Il gruppo parlamentare ubbidisce e basta?
«In qualche misura sì. È necessario invece dare ancora un valore al Parlamento, altrimenti è meglio chiuderlo. Quando Renzi era sia capo politico che premier glielo abbiamo rinfacciato di continuo proprio dai banchi delle Camere: era una nostra battaglia storica. È chiaro che la maggioranza dev'essere a supporto del governo, non si discute, ma il governo deve saper mediare».
Il Movimento è cambiato?
«Sono cambiate le strategie per raggiungere l'obiettivo. Tuttavia non basta arrivare alla meta, conta anche come ci si arriva, perché anche il percorso definisce la nostra identità. Non possiamo scendere a compromessi, dobbiamo fare sintesi. Per fare ciò serve dialogo, condivisione. Queste qualità sono un po' mancate».
Perché non succede più?
«Prima era tutto orizzontale, si discuteva fino allo sfinimento. Adesso invece lasciamo decidere a uno solo: questa modalità non ci assomiglia, non ci appartiene proprio. Non è il Movimento».
Luigi Di Maio ha motivato l'espulsione con «nessuno è indispensabile».«Brutta frase. Così si accentua ulteriormente il verticismo, alla fine nessuno vale più nulla. Io invece penso che tutti siamo indispensabili».
Lei ha scritto su Facebook che l'uno vale uno è un sogno ormai.«Spero di sbagliarmi, confido sempre che le cose possano cambiare».

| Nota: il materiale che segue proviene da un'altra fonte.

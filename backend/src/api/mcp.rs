//! MCP Streamable HTTP endpoint handlers.
//!
//! Implements the MCP 2025-03-26 Streamable HTTP transport.
//!
//! ## Endpoints
//!
//! - `POST /mcp` - Send JSON-RPC requests (returns JSON or SSE)
//! - `GET /mcp` - Open or resume an SSE stream
//! - `DELETE /mcp` - Terminate a session

use axum::{
    body::Bytes,
    extract::State,
    http::{header, HeaderMap, HeaderName, HeaderValue, StatusCode},
    response::{sse::Sse, IntoResponse, Response},
    Json,
};
use std::sync::Arc;
use tracing::{debug, info};

use crate::mcp::protocol::InboundBatch;
use crate::mcp::transport::{PostOutcome, ResponseMode};
use crate::mcp::{McpError, StreamTransport};
use crate::state::AppState;

/// Header name for MCP session ID.
pub const MCP_SESSION_ID_HEADER: &str = "mcp-session-id";

const LAST_EVENT_ID_HEADER: &str = "last-event-id";
const EVENT_STREAM: &str = "text/event-stream";
const APPLICATION_JSON: &str = "application/json";

/// Extract session ID from headers.
fn get_session_id(headers: &HeaderMap) -> Option<String> {
    headers
        .get(MCP_SESSION_ID_HEADER)
        .and_then(|v| v.to_str().ok())
        .map(|s| s.trim().to_string())
        .filter(|s| !s.is_empty())
}

fn header_str<'a>(headers: &'a HeaderMap, name: impl header::AsHeaderName) -> Option<&'a str> {
    headers.get(name).and_then(|v| v.to_str().ok())
}

/// Does the Accept header admit `media_type`? A missing header accepts anything.
fn accepts(headers: &HeaderMap, media_type: &str) -> bool {
    let Some(accept) = header_str(headers, header::ACCEPT) else {
        return true;
    };
    let (family, _) = media_type.split_once('/').unwrap_or((media_type, ""));
    accept.split(',').any(|entry| {
        let range = entry.split(';').next().unwrap_or("").trim();
        range == media_type || range == "*/*" || range == format!("{}/*", family)
    })
}

/// Request bodies must be JSON.
pub(crate) fn require_json_body(headers: &HeaderMap) -> Result<(), McpError> {
    let is_json = header_str(headers, header::CONTENT_TYPE)
        .and_then(|ct| ct.split(';').next())
        .is_some_and(|ct| ct.trim().eq_ignore_ascii_case(APPLICATION_JSON));
    if is_json {
        Ok(())
    } else {
        Err(McpError::UnsupportedMediaType)
    }
}

/// Pick JSON or SSE for a POST. SSE is preferred when the client lists it.
fn response_mode(headers: &HeaderMap) -> Result<ResponseMode, McpError> {
    let explicit_sse = header_str(headers, header::ACCEPT)
        .is_some_and(|accept| accept.contains(EVENT_STREAM));
    if explicit_sse {
        Ok(ResponseMode::Sse)
    } else if accepts(headers, APPLICATION_JSON) {
        Ok(ResponseMode::Json)
    } else {
        Err(McpError::NotAcceptable(
            "Client must accept application/json or text/event-stream",
        ))
    }
}

fn with_session_header(mut response: Response, session_id: &str) -> Response {
    if let Ok(hv) = HeaderValue::from_str(session_id) {
        response
            .headers_mut()
            .insert(HeaderName::from_static(MCP_SESSION_ID_HEADER), hv);
    }
    response
}

/// Find the transport for a POST: an existing session, or a fresh one when
/// the body is an initialization request without a session header.
fn route_post(
    state: &AppState,
    session_id: Option<&str>,
    batch: &InboundBatch,
) -> Result<Arc<StreamTransport>, McpError> {
    match session_id {
        Some(id) => state.mcp().sessions().get(id).ok_or(McpError::NoValidSession),
        None if batch.is_initialize() => {
            if state.mcp().is_shut_down() {
                return Err(McpError::Internal(anyhow::anyhow!(
                    "initialize received after shutdown"
                )));
            }
            Ok(state.mcp().create_transport())
        }
        None => Err(McpError::NoValidSession),
    }
}

/// POST /mcp - Handle JSON-RPC requests.
///
/// Returns `application/json`, or `text/event-stream` when the client accepts
/// it. The `Mcp-Session-Id` header is assigned on initialize and required
/// for subsequent requests.
pub async fn mcp_post(
    State(state): State<AppState>,
    headers: HeaderMap,
    body: Bytes,
) -> Result<Response, McpError> {
    let mode = response_mode(&headers)?;
    require_json_body(&headers)?;

    let batch = InboundBatch::parse(&body)?;
    let session_id = get_session_id(&headers);
    debug!(
        "MCP POST: {} message(s), session={:?}",
        batch.messages.len(),
        session_id
    );

    let transport = route_post(&state, session_id.as_deref(), &batch)?;
    let outcome = transport.handle_post(batch, mode).await?;

    let response = match outcome {
        PostOutcome::Accepted => StatusCode::ACCEPTED.into_response(),
        PostOutcome::Json(value) => (StatusCode::OK, Json(value)).into_response(),
        PostOutcome::Stream(attached) => Sse::new(transport.sse_body(attached)).into_response(),
    };

    if transport.is_active() {
        Ok(with_session_header(response, transport.session_id()))
    } else {
        Ok(response)
    }
}

/// GET /mcp - Open an SSE stream for server-initiated messages.
///
/// With `Last-Event-ID` the buffered events after that id are replayed and
/// the stream continues live; without it the session's standalone stream is
/// opened.
pub async fn mcp_get(
    State(state): State<AppState>,
    headers: HeaderMap,
) -> Result<Response, McpError> {
    if !header_str(&headers, header::ACCEPT).is_some_and(|accept| accept.contains(EVENT_STREAM)) {
        return Err(McpError::NotAcceptable("Client must accept text/event-stream"));
    }

    let transport = get_session_id(&headers)
        .and_then(|id| state.mcp().sessions().get(&id))
        .ok_or(McpError::SessionIdRequired)?;

    let attached = match header_str(&headers, LAST_EVENT_ID_HEADER) {
        Some(last_event_id) => {
            info!(
                "MCP: Resuming stream for session {} after {}",
                transport.session_id(),
                last_event_id
            );
            transport.resume(last_event_id).await?
        }
        None => {
            let attached = transport.open_standalone()?;
            info!("MCP: SSE stream opened for session {}", transport.session_id());
            attached
        }
    };

    let response = Sse::new(transport.sse_body(attached)).into_response();
    Ok(with_session_header(response, transport.session_id()))
}

/// DELETE /mcp - Terminate a session.
pub async fn mcp_delete(
    State(state): State<AppState>,
    headers: HeaderMap,
) -> Result<StatusCode, McpError> {
    let transport = get_session_id(&headers)
        .and_then(|id| state.mcp().sessions().get(&id))
        .ok_or(McpError::SessionNotFound)?;

    transport.close();
    info!("MCP: Session terminated: {}", transport.session_id());
    Ok(StatusCode::NO_CONTENT)
}

#[cfg(test)]
mod tests {
    use super::*;

    fn headers(pairs: &[(header::HeaderName, &str)]) -> HeaderMap {
        let mut map = HeaderMap::new();
        for (name, value) in pairs {
            map.insert(name.clone(), HeaderValue::from_str(value).unwrap());
        }
        map
    }

    #[test]
    fn test_response_mode_negotiation() {
        let both = headers(&[(header::ACCEPT, "application/json, text/event-stream")]);
        assert_eq!(response_mode(&both).unwrap(), ResponseMode::Sse);

        let json = headers(&[(header::ACCEPT, "application/json")]);
        assert_eq!(response_mode(&json).unwrap(), ResponseMode::Json);

        let wildcard = headers(&[(header::ACCEPT, "*/*")]);
        assert_eq!(response_mode(&wildcard).unwrap(), ResponseMode::Json);

        assert_eq!(response_mode(&HeaderMap::new()).unwrap(), ResponseMode::Json);

        let html = headers(&[(header::ACCEPT, "text/html")]);
        assert!(matches!(response_mode(&html), Err(McpError::NotAcceptable(_))));
    }

    #[test]
    fn test_content_type_must_be_json() {
        let ok = headers(&[(header::CONTENT_TYPE, "application/json; charset=utf-8")]);
        assert!(require_json_body(&ok).is_ok());

        let text = headers(&[(header::CONTENT_TYPE, "text/plain")]);
        assert!(matches!(
            require_json_body(&text),
            Err(McpError::UnsupportedMediaType)
        ));
        assert!(require_json_body(&HeaderMap::new()).is_err());
    }

    #[test]
    fn test_blank_session_header_is_ignored() {
        let mut map = HeaderMap::new();
        map.insert(MCP_SESSION_ID_HEADER, HeaderValue::from_static("  "));
        assert_eq!(get_session_id(&map), None);
    }
}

La Lega è monolitica, perché?«Perché ha un ancoraggio ideologico più strutturato, è un partito di destra ben posizionato. Noi siamo figli di tante anime. Questo imporrebbe maggiore tolleranza».
Rifarebbe la scelta sul decreto Salvini?«Domani mattina. Non potevo votarlo. In estate Di Maio disse pubblicamente che il provvedimento non era blindato e che lo avrebbe migliorato il Parlamento. Ai primi di ottobre, quando chiesi che la discussione fosse portata all'interno dell'assemblea, oltre che nelle commissioni, mi fu fatto capire che ce lo dovevamo far piacere. Allora, con Elena Fattori e Gregorio De Falco decidemmo lo stesso di presentare degli emendamenti. Me lo imponeva la mia coscienza».
Lo spiegò anche a Di Maio?
«Sì, personalmente a lui. Mi disse che bisognava votarlo: per raggiungere risultati comuni dovevamo anche cedere su qualche punto. Ma non potevo accettare lo smantellamento del sistema di accoglienza e degli Sprar. È un fatto di coscienza. Perché quel decreto delinea una visione di società che non potrà mai essere la nostra».
Lascerà i Cinquestelle?
«No, non mi muovo. Questa resta casa mia. Mi ritengo portatrice di una volontà ancora molto diffusa nel Movimento, tanta gente mi dice di andare avanti, la stessa che mi ha spinto a candidarmi. Io resto, finché me lo lasceranno fare».
Concetto Vecchio
(la Repubblica 2 gennaio 2019)
Il dissenso è democrazia. Nel Pd ero una ribelle, ma nessuno mi ha espulso
Che cosa resta della democrazia di un partito quando si viene espulsi, come è accaduto ad alcuni parlamentari del M5S, per non aver votato la fiducia al Governo o essersi astenuti? La notizia dell'espulsione, così come la giustificazione della decisione da parte di Luigi Di Maio, mi hanno fatto ripensare alla mia esperienza alla Camera durante la scorsa legislatura, al dissenso che ho spesso manifestato nei confronti del mio gruppo parlamentare, e alla decisione, nel maggio del 2016, di uscire definitivamente dal PD. Mi sono tornate in mente le notti insonni – dilaniata tra la necessità di agire conformemente ai miei valori e il rispetto della disciplina di partito, il peso del giudizio altrui e quello della mia storia personale e professionale – ma anche la consapevolezza di aver condiviso il cammino con persone che, nonostante le divergenze di opinioni e di atteggiamenti, non hanno mai rimesso in discussione la libertà e l'autonomia di ogni singolo parlamentare, che sono poi l'essenza stessa della democrazia.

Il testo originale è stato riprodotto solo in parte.